If we want our party to grow and last, we must be focused on real solutions to problems Americans are facing.

We could start with infrastructure. Traffic costs our drivers over $100 billion annually. Airport delays cost another $22 billion. Or we could get to work on education. If graduation rates don’t increase, we will have a shortage of 5 million workers by 2020 — not because we lack the manpower, but because the jobs will require education that our students aren’t receiving. We could clean up our air: MIT researchers found that pollution kills more than 200,000 Americans every year — more than traffic accidents, homicides, suicides and our wars in Iraq and Afghanistan combined. There are so many real problems that need solving…
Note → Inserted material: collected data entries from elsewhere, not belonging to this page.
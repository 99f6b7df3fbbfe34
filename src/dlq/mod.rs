//! Process-scoped dead letter queue for unrecoverable node failures.
//!
//! The queue is independent of any single run: entries accumulate across
//! executors until marked processed, removed, evicted by capacity, or
//! purged by the retention sweeper. It is an explicitly constructed
//! service shared via `Arc` and guarded internally, never a global.

use std::io;
use std::sync::{Arc, Weak};
use std::time::Duration;

use chrono::{DateTime, TimeDelta, Utc};
use parking_lot::Mutex;
use rustc_hash::FxHashMap;
use serde::{Deserialize, Serialize};
use serde_json::{Value, json};
use tokio::sync::oneshot;
use tokio::task::JoinHandle;
use tokio::time::MissedTickBehavior;

use crate::node::{ExecutionContext, NodeError};
use crate::utils::IdGenerator;

/// One captured unrecoverable failure.
///
/// Entries are created only by the queue ([`DeadLetterQueue::add`]
/// assigns the id and timestamp) and mutate only through mark-processed,
/// removal, and eviction.
#[derive(Clone, Debug, Serialize, Deserialize, PartialEq)]
pub struct DeadLetterEntry {
    pub id: String,
    pub run_id: String,
    pub node_id: String,
    pub node_name: String,
    pub error: NodeError,
    /// Snapshot of the invocation context (run id, inputs, metadata).
    pub context: Value,
    /// Snapshot of the failed result.
    pub result: Value,
    pub timestamp: DateTime<Utc>,
    pub retry_attempts: u32,
    pub processed: bool,
}

/// Caller-supplied persistence hook; the queue assumes no specific
/// storage backend.
pub trait DeadLetterStore: Send + Sync {
    /// Persist one newly added entry.
    fn save(&self, entry: &DeadLetterEntry) -> io::Result<()>;

    /// Load previously persisted entries.
    fn load(&self) -> io::Result<Vec<DeadLetterEntry>>;
}

/// Observer invoked after an entry is added.
pub type DeadLetterObserver = Arc<dyn Fn(&DeadLetterEntry) + Send + Sync>;

/// Tunables for a [`DeadLetterQueue`].
#[derive(Clone, Debug)]
pub struct DeadLetterConfig {
    /// Capacity; the oldest entries beyond it are evicted first.
    pub max_entries: usize,
    /// Entries older than this are purged by the sweeper.
    pub retention: Duration,
    /// Cadence of the background retention sweep.
    pub sweep_interval: Duration,
}

impl Default for DeadLetterConfig {
    fn default() -> Self {
        Self {
            max_entries: 1000,
            retention: Duration::from_secs(24 * 60 * 60),
            sweep_interval: Duration::from_secs(60),
        }
    }
}

/// Aggregate counters over the current entry set.
#[derive(Clone, Debug, PartialEq, Eq)]
pub struct DeadLetterStats {
    pub total: usize,
    pub unprocessed: usize,
    pub oldest: Option<DateTime<Utc>>,
    pub newest: Option<DateTime<Utc>>,
}

struct SweeperState {
    shutdown_tx: oneshot::Sender<()>,
    handle: JoinHandle<()>,
}

/// Bounded, time-retained store of execution failures for offline
/// inspection.
///
/// # Examples
///
/// ```rust,no_run
/// use std::sync::Arc;
/// use dataloom::dlq::{DeadLetterConfig, DeadLetterQueue};
///
/// let queue = Arc::new(DeadLetterQueue::new(DeadLetterConfig::default()));
/// queue.start_sweeper();
///
/// for entry in queue.unprocessed() {
///     println!("{}: {}", entry.node_id, entry.error);
///     queue.mark_processed(&entry.id);
/// }
/// ```
pub struct DeadLetterQueue {
    config: DeadLetterConfig,
    entries: Mutex<Vec<DeadLetterEntry>>,
    store: Option<Box<dyn DeadLetterStore>>,
    on_added: Option<DeadLetterObserver>,
    ids: IdGenerator,
    sweeper: Mutex<Option<SweeperState>>,
}

impl DeadLetterQueue {
    #[must_use]
    pub fn new(config: DeadLetterConfig) -> Self {
        Self {
            config,
            entries: Mutex::new(Vec::new()),
            store: None,
            on_added: None,
            ids: IdGenerator::new(),
            sweeper: Mutex::new(None),
        }
    }

    /// Attach a persistence hook; every added entry is saved through it.
    #[must_use]
    pub fn with_store(mut self, store: impl DeadLetterStore + 'static) -> Self {
        self.store = Some(Box::new(store));
        self
    }

    /// Attach an observer invoked after each added entry.
    #[must_use]
    pub fn on_added<F>(mut self, observer: F) -> Self
    where
        F: Fn(&DeadLetterEntry) + Send + Sync + 'static,
    {
        self.on_added = Some(Arc::new(observer));
        self
    }

    // ------------------------------------------------------------------
    // Ingest
    // ------------------------------------------------------------------

    /// Add an entry: assigns id and timestamp, persists through the
    /// store hook, notifies the observer, then evicts the oldest entries
    /// beyond capacity. Returns the stored entry.
    pub fn add(&self, mut entry: DeadLetterEntry) -> DeadLetterEntry {
        entry.id = self.ids.entry_id();
        entry.timestamp = Utc::now();
        entry.processed = false;

        if let Some(store) = &self.store {
            if let Err(error) = store.save(&entry) {
                tracing::warn!(%error, entry = %entry.id, "dead letter store save failed");
            }
        }
        if let Some(observer) = &self.on_added {
            observer(&entry);
        }

        let mut entries = self.entries.lock();
        entries.push(entry.clone());
        let excess = entries.len().saturating_sub(self.config.max_entries);
        if excess > 0 {
            tracing::debug!(evicted = excess, "dead letter capacity eviction");
            entries.drain(..excess);
        }
        entry
    }

    /// Build and add an entry from a failed invocation.
    pub fn capture(
        &self,
        ctx: &ExecutionContext,
        node_id: &str,
        node_name: &str,
        error: &NodeError,
        retry_attempts: u32,
    ) -> DeadLetterEntry {
        self.add(DeadLetterEntry {
            id: String::new(),
            run_id: ctx.run_id.clone(),
            node_id: node_id.to_string(),
            node_name: node_name.to_string(),
            error: error.clone(),
            context: json!({
                "run_id": ctx.run_id,
                "inputs": ctx.inputs,
                "metadata": ctx.metadata,
            }),
            result: json!({ "success": false, "error": error }),
            timestamp: Utc::now(),
            retry_attempts,
            processed: false,
        })
    }

    /// Restore entries persisted through the store hook. Loaded entries
    /// keep their original ids and timestamps; capacity still applies.
    pub fn load_from_store(&self) -> io::Result<usize> {
        let Some(store) = &self.store else {
            return Ok(0);
        };
        let loaded = store.load()?;
        let count = loaded.len();
        let mut entries = self.entries.lock();
        entries.extend(loaded);
        entries.sort_by_key(|e| e.timestamp);
        let excess = entries.len().saturating_sub(self.config.max_entries);
        if excess > 0 {
            entries.drain(..excess);
        }
        Ok(count)
    }

    // ------------------------------------------------------------------
    // Queries
    // ------------------------------------------------------------------

    /// Look up one entry by id.
    #[must_use]
    pub fn get(&self, id: &str) -> Option<DeadLetterEntry> {
        self.entries.lock().iter().find(|e| e.id == id).cloned()
    }

    /// Entries captured for a node, oldest first.
    #[must_use]
    pub fn by_node(&self, node_id: &str) -> Vec<DeadLetterEntry> {
        self.entries
            .lock()
            .iter()
            .filter(|e| e.node_id == node_id)
            .cloned()
            .collect()
    }

    /// Entries captured during a run, oldest first.
    #[must_use]
    pub fn by_run(&self, run_id: &str) -> Vec<DeadLetterEntry> {
        self.entries
            .lock()
            .iter()
            .filter(|e| e.run_id == run_id)
            .cloned()
            .collect()
    }

    /// Entries not yet marked processed, oldest first.
    #[must_use]
    pub fn unprocessed(&self) -> Vec<DeadLetterEntry> {
        self.entries
            .lock()
            .iter()
            .filter(|e| !e.processed)
            .cloned()
            .collect()
    }

    /// Snapshot of every entry, oldest first.
    #[must_use]
    pub fn entries(&self) -> Vec<DeadLetterEntry> {
        self.entries.lock().clone()
    }

    // ------------------------------------------------------------------
    // Mutations
    // ------------------------------------------------------------------

    /// Mark an entry processed. Returns whether the entry existed.
    pub fn mark_processed(&self, id: &str) -> bool {
        let mut entries = self.entries.lock();
        match entries.iter_mut().find(|e| e.id == id) {
            Some(entry) => {
                entry.processed = true;
                true
            }
            None => false,
        }
    }

    /// Remove and return an entry.
    pub fn remove(&self, id: &str) -> Option<DeadLetterEntry> {
        let mut entries = self.entries.lock();
        let index = entries.iter().position(|e| e.id == id)?;
        Some(entries.remove(index))
    }

    /// Drop every entry.
    pub fn clear(&self) {
        self.entries.lock().clear();
    }

    /// Purge entries older than the retention period. Returns the purge
    /// count.
    pub fn purge_expired(&self) -> usize {
        let retention =
            TimeDelta::from_std(self.config.retention).unwrap_or_else(|_| TimeDelta::MAX);
        let cutoff = Utc::now() - retention;
        let mut entries = self.entries.lock();
        let before = entries.len();
        entries.retain(|e| e.timestamp >= cutoff);
        before - entries.len()
    }

    // ------------------------------------------------------------------
    // Aggregates
    // ------------------------------------------------------------------

    #[must_use]
    pub fn len(&self) -> usize {
        self.entries.lock().len()
    }

    #[must_use]
    pub fn is_empty(&self) -> bool {
        self.entries.lock().is_empty()
    }

    #[must_use]
    pub fn unprocessed_count(&self) -> usize {
        self.entries.lock().iter().filter(|e| !e.processed).count()
    }

    /// Entry counts per node id.
    #[must_use]
    pub fn counts_by_node(&self) -> FxHashMap<String, usize> {
        let entries = self.entries.lock();
        let mut counts: FxHashMap<String, usize> = FxHashMap::default();
        for entry in entries.iter() {
            *counts.entry(entry.node_id.clone()).or_default() += 1;
        }
        counts
    }

    #[must_use]
    pub fn oldest_timestamp(&self) -> Option<DateTime<Utc>> {
        self.entries.lock().iter().map(|e| e.timestamp).min()
    }

    #[must_use]
    pub fn newest_timestamp(&self) -> Option<DateTime<Utc>> {
        self.entries.lock().iter().map(|e| e.timestamp).max()
    }

    /// Aggregate counters in one locked pass.
    #[must_use]
    pub fn stats(&self) -> DeadLetterStats {
        let entries = self.entries.lock();
        DeadLetterStats {
            total: entries.len(),
            unprocessed: entries.iter().filter(|e| !e.processed).count(),
            oldest: entries.iter().map(|e| e.timestamp).min(),
            newest: entries.iter().map(|e| e.timestamp).max(),
        }
    }

    /// Full serialized export of the current entry set.
    pub fn export(&self) -> serde_json::Result<String> {
        let entries = self.entries.lock();
        serde_json::to_string_pretty(&*entries)
    }

    // ------------------------------------------------------------------
    // Retention sweeper
    // ------------------------------------------------------------------

    /// Spawn the background retention sweep. Idempotent: calling again
    /// while a sweeper runs has no effect. The task holds only a weak
    /// reference and exits when the queue is dropped.
    pub fn start_sweeper(self: &Arc<Self>) {
        let mut guard = self.sweeper.lock();
        if guard.is_some() {
            return;
        }
        let (shutdown_tx, mut shutdown_rx) = oneshot::channel();
        let queue: Weak<Self> = Arc::downgrade(self);
        let interval = self.config.sweep_interval;

        let handle = tokio::spawn(async move {
            let mut ticker = tokio::time::interval(interval);
            ticker.set_missed_tick_behavior(MissedTickBehavior::Delay);
            // First tick fires immediately; skip it so a fresh queue is
            // not swept before anything is added.
            ticker.tick().await;
            loop {
                tokio::select! {
                    _ = &mut shutdown_rx => break,
                    _ = ticker.tick() => {
                        let Some(queue) = queue.upgrade() else { break };
                        let purged = queue.purge_expired();
                        if purged > 0 {
                            tracing::debug!(purged, "dead letter retention sweep");
                        }
                    }
                }
            }
        });

        *guard = Some(SweeperState {
            shutdown_tx,
            handle,
        });
    }

    /// Stop the background sweeper and wait for it to exit.
    pub async fn stop_sweeper(&self) {
        let state = self.sweeper.lock().take();
        if let Some(state) = state {
            let _ = state.shutdown_tx.send(());
            let _ = state.handle.await;
        }
    }
}

impl Drop for DeadLetterQueue {
    fn drop(&mut self) {
        if let Some(state) = self.sweeper.lock().take() {
            let _ = state.shutdown_tx.send(());
            state.handle.abort();
        }
    }
}
mod common;

use std::time::Duration;

use common::nodes::{DelayNode, FailingNode, RelayNode, SourceNode, SumNode};
use common::{quiet_executor, value_connection};
use dataloom::connection::Connection;
use dataloom::executor::{ExecutorError, InitialInputs};
use serde_json::{Value, json};

#[tokio::test]
async fn diamond_partitions_into_expected_levels() {
    let mut executor = quiet_executor();
    executor.add_node(SourceNode::new("a", json!(1.0))).unwrap();
    executor.add_node(SourceNode::new("b", json!(2.0))).unwrap();
    executor.add_node(SumNode::new("c")).unwrap();
    executor.add_node(RelayNode::new("d")).unwrap();
    executor
        .add_connection(Connection::new("1", "a", "value", "c", "a"))
        .unwrap();
    executor
        .add_connection(Connection::new("2", "b", "value", "c", "b"))
        .unwrap();
    executor
        .add_connection(Connection::new("3", "c", "sum", "d", "value"))
        .unwrap();

    let levels = executor.dependency_graph().level_partition().unwrap();
    assert_eq!(
        levels,
        vec![
            vec!["a".to_string(), "b".to_string()],
            vec!["c".to_string()],
            vec!["d".to_string()],
        ]
    );
}

#[tokio::test]
async fn cycles_abort_both_schedulers_with_no_partial_results() {
    let mut executor = quiet_executor();
    executor.add_node(RelayNode::new("a")).unwrap();
    executor.add_node(RelayNode::new("b")).unwrap();
    executor
        .add_connection(value_connection("1", "a", "b"))
        .unwrap();
    executor
        .add_connection(value_connection("2", "b", "a"))
        .unwrap();

    let sequential = executor.execute(InitialInputs::default()).await;
    assert!(matches!(
        sequential,
        Err(ExecutorError::CyclicDependency { .. })
    ));
    assert!(executor.results().is_empty());

    let parallel = executor.execute_parallel(InitialInputs::default()).await;
    assert!(matches!(
        parallel,
        Err(ExecutorError::CyclicDependency { .. })
    ));
    assert!(executor.results().is_empty());
}

#[tokio::test]
async fn parallel_run_computes_the_same_values_as_sequential() {
    let build = || {
        let mut executor = quiet_executor();
        executor.add_node(SourceNode::new("a", json!(1.0))).unwrap();
        executor.add_node(SourceNode::new("b", json!(2.0))).unwrap();
        executor.add_node(SumNode::new("c")).unwrap();
        executor.add_node(RelayNode::new("d")).unwrap();
        executor
            .add_connection(Connection::new("1", "a", "value", "c", "a"))
            .unwrap();
        executor
            .add_connection(Connection::new("2", "b", "value", "c", "b"))
            .unwrap();
        executor
            .add_connection(Connection::new("3", "c", "sum", "d", "value"))
            .unwrap();
        executor
    };

    let sequential = build().execute(InitialInputs::default()).await.unwrap();
    let parallel = build()
        .execute_parallel(InitialInputs::default())
        .await
        .unwrap();

    assert_eq!(sequential["d"].outputs["value"], json!(3.0));
    assert_eq!(parallel["d"].outputs["value"], json!(3.0));
    assert_eq!(sequential.len(), parallel.len());
}

#[tokio::test]
async fn level_zero_failure_leaves_dependents_running() {
    let mut executor = quiet_executor();
    executor.add_node(FailingNode::new("src")).unwrap();
    executor.add_node(RelayNode::new("dependent")).unwrap();
    executor
        .add_connection(value_connection("1", "src", "dependent"))
        .unwrap();

    // The whole call settles Ok even though level 0 failed.
    let results = executor
        .execute_parallel(InitialInputs::default())
        .await
        .unwrap();

    assert!(!results["src"].success);
    assert!(results["dependent"].success);
    // Missing input, not a thrown error.
    assert_eq!(results["dependent"].outputs["value"], Value::Null);
}

#[tokio::test]
async fn sibling_failure_does_not_cancel_the_level() {
    let mut executor = quiet_executor();
    executor.add_node(FailingNode::new("bad")).unwrap();
    executor.add_node(SourceNode::new("good", json!(5.0))).unwrap();

    let results = executor
        .execute_parallel(InitialInputs::default())
        .await
        .unwrap();

    assert!(!results["bad"].success);
    assert!(results["good"].success);
    assert_eq!(results.len(), 2);
}

#[tokio::test(start_paused = true)]
async fn level_siblings_run_concurrently() {
    let mut executor = quiet_executor();
    executor
        .add_node(DelayNode::new("slow-1", Duration::from_millis(50)))
        .unwrap();
    executor
        .add_node(DelayNode::new("slow-2", Duration::from_millis(50)))
        .unwrap();

    let started = tokio::time::Instant::now();
    executor
        .execute_parallel(InitialInputs::default())
        .await
        .unwrap();
    let elapsed = started.elapsed();

    // Both 50ms sleeps overlap inside one level.
    assert!(elapsed < Duration::from_millis(100), "took {elapsed:?}");
}

#[tokio::test(start_paused = true)]
async fn sequential_mode_serializes_independent_nodes() {
    let mut executor = quiet_executor();
    executor
        .add_node(DelayNode::new("slow-1", Duration::from_millis(50)))
        .unwrap();
    executor
        .add_node(DelayNode::new("slow-2", Duration::from_millis(50)))
        .unwrap();

    let started = tokio::time::Instant::now();
    executor.execute(InitialInputs::default()).await.unwrap();
    let elapsed = started.elapsed();

    assert!(elapsed >= Duration::from_millis(100), "took {elapsed:?}");
}

#[tokio::test]
async fn deeper_chains_settle_level_by_level() {
    let mut executor = quiet_executor();
    executor.add_node(SourceNode::new("root", json!(1.0))).unwrap();
    executor.add_node(RelayNode::new("mid")).unwrap();
    executor.add_node(RelayNode::new("leaf")).unwrap();
    executor
        .add_connection(value_connection("1", "root", "mid"))
        .unwrap();
    executor
        .add_connection(value_connection("2", "mid", "leaf"))
        .unwrap();

    let results = executor
        .execute_parallel(InitialInputs::default())
        .await
        .unwrap();

    assert_eq!(results["leaf"].outputs["value"], json!(1.0));
}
In California, the GOP has seen the danger of focusing on the wrong issues. In 2007, Republicans made up nearly 35 percent of our registered voters. By 2009, our share dropped to 31 percent, and today, it is a measly 28 percent. That sharp drop started just after the divisive battle over Proposition 8. Maybe that’s a coincidence, but there is no question that our party is losing touch with our voters, especially with the younger ones who are growing the registration rolls…

If the Republican Party wants the next generation of voters to listen to our ideas and solutions to real problems, we must be an inclusive and open party, not a party of divisions. We must be the party of limited government, not the party that legislates love. We must be the party that stands for equality and against discrimination in any form.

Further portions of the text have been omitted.